Please return, with no alterations, the lines below from the very first through the one that contains "of a vault.".

*** DATA SHOWN ***

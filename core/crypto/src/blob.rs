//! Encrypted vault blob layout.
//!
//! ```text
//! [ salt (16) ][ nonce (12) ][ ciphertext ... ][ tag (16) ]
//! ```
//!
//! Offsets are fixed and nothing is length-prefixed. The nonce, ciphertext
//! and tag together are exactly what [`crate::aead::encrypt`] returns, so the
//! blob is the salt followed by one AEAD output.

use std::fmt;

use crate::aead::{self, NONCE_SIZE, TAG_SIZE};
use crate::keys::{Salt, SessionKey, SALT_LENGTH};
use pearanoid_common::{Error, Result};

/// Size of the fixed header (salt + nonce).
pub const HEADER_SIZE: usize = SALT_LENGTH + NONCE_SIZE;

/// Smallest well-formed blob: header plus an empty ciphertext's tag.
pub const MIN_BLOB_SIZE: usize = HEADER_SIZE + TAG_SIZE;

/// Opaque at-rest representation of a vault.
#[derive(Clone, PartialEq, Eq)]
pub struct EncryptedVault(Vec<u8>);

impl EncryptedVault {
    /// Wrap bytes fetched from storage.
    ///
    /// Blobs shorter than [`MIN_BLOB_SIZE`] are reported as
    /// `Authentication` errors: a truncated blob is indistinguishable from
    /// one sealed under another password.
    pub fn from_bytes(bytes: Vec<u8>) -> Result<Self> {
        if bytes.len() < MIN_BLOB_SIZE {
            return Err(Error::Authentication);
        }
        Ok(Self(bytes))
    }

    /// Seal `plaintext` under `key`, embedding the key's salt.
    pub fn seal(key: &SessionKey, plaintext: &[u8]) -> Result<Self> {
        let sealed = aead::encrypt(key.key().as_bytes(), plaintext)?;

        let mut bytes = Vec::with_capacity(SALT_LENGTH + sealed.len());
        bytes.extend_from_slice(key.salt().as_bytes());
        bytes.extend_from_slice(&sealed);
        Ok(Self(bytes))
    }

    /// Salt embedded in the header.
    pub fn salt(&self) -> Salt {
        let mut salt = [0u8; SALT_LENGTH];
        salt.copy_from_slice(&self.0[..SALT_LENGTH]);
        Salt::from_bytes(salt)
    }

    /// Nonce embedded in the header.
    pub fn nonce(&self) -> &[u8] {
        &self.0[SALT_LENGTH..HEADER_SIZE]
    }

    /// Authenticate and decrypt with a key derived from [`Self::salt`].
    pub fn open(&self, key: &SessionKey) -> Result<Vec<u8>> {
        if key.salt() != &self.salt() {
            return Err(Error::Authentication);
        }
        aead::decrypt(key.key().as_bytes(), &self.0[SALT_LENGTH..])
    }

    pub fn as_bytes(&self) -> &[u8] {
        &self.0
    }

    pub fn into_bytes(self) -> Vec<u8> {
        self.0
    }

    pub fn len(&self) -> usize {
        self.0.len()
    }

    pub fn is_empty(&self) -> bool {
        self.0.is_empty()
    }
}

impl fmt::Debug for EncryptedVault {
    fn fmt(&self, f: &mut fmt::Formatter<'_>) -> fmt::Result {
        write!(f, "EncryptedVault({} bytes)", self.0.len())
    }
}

*** End of DATA SHOWN ***

__WRITTEN RESPONSE__:
filename core/crypto/src/blob.rs
//! Encrypted vault blob layout.
//!
//! ```text
//! [ salt (16) ][ nonce (12) ][ ciphertext ... ][ tag (16) ]
//! ```
//!
//! Offsets are fixed and nothing is length-prefixed. The nonce, ciphertext
//! and tag together are exactly what [`crate::aead::encrypt`] returns, so the
//! blob is the salt followed by one AEAD output.

use std::fmt;

use crate::aead::{self, NONCE_SIZE, TAG_SIZE};
use crate::keys::{Salt, SessionKey, SALT_LENGTH};
use pearanoid_common::{Error, Result};

/// Size of the fixed header (salt + nonce).
pub const HEADER_SIZE: usize = SALT_LENGTH + NONCE_SIZE;

/// Smallest well-formed blob: header plus an empty ciphertext's tag.
pub const MIN_BLOB_SIZE: usize = HEADER_SIZE + TAG_SIZE;

/// Opaque at-rest representation of a vault.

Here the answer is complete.